**Exercise**
Output, please, exactly those lines of the listing that come before the line with "so captured jars", along with that line itself.

- - -

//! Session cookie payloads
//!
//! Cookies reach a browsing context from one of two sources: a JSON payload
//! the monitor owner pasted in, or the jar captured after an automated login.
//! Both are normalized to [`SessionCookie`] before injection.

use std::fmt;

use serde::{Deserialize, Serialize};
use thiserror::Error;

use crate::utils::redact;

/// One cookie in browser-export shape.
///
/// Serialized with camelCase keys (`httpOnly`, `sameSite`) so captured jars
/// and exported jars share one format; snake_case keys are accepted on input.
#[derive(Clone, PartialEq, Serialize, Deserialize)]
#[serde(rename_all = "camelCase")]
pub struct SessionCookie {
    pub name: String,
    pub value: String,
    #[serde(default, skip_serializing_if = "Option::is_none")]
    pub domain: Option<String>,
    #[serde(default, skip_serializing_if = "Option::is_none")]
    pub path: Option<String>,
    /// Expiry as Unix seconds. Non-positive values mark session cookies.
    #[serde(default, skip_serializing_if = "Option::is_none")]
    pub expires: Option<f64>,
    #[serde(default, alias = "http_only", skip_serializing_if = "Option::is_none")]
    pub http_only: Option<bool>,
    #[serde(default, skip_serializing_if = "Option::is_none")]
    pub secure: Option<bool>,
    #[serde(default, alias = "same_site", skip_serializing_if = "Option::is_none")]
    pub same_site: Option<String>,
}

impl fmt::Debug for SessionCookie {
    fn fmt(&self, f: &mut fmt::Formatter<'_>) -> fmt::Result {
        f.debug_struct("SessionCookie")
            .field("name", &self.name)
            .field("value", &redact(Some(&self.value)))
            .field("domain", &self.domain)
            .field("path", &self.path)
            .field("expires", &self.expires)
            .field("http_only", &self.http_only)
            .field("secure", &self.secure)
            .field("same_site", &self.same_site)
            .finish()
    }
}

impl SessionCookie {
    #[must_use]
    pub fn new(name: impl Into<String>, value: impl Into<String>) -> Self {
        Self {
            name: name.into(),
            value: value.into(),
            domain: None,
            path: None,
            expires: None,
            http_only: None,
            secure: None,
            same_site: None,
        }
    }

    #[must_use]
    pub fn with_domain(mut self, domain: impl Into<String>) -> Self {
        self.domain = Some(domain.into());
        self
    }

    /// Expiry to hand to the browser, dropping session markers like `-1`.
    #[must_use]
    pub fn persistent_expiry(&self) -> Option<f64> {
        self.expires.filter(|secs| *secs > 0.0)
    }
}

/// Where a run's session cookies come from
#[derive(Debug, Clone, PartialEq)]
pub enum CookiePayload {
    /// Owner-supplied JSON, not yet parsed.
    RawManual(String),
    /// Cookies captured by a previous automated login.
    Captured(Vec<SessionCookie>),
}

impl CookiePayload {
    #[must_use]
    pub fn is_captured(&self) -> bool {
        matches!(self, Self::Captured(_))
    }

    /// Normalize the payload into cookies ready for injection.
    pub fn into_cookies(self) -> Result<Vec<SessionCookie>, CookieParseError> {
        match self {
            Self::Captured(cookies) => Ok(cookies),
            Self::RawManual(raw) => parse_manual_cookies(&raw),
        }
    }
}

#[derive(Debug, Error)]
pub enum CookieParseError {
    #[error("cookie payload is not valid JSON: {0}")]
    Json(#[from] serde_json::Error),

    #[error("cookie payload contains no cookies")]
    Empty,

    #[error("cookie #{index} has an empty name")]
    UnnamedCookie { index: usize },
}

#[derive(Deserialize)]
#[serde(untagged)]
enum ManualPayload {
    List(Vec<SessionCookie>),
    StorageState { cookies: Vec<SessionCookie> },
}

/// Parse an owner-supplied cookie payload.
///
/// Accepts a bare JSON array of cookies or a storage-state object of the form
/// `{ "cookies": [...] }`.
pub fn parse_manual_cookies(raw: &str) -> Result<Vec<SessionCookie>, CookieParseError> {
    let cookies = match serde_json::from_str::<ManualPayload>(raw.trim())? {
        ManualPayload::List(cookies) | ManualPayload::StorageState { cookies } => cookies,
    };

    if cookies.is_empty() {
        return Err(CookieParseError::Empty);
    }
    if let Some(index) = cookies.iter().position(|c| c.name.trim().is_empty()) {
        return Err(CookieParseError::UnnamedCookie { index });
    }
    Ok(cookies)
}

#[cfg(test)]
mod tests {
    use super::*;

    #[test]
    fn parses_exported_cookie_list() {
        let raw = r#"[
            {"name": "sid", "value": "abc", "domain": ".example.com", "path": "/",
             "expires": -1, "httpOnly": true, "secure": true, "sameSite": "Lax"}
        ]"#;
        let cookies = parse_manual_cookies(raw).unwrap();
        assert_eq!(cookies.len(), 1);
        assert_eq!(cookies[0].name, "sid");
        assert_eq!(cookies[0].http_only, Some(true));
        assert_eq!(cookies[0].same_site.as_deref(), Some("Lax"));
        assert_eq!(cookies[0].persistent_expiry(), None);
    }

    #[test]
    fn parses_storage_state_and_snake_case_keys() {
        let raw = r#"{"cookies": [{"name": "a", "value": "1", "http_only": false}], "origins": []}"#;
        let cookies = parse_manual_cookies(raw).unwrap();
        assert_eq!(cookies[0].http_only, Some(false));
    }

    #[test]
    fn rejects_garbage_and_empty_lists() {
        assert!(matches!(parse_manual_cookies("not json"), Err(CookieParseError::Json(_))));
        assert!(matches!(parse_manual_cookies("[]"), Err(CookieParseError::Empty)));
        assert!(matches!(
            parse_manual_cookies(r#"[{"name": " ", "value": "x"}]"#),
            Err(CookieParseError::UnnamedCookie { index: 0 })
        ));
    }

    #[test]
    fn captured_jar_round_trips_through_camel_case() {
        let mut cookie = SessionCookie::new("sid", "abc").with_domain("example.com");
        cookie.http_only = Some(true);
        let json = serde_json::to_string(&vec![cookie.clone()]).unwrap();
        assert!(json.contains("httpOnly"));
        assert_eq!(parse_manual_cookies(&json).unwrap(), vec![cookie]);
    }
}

- - -

**Exercise answer**
//! Session cookie payloads
//!
//! Cookies reach a browsing context from one of two sources: a JSON payload
//! the monitor owner pasted in, or the jar captured after an automated login.
//! Both are normalized to [`SessionCookie`] before injection.

use std::fmt;

use serde::{Deserialize, Serialize};
use thiserror::Error;

use crate::utils::redact;

/// One cookie in browser-export shape.
///
/// Serialized with camelCase keys (`httpOnly`, `sameSite`) so captured jars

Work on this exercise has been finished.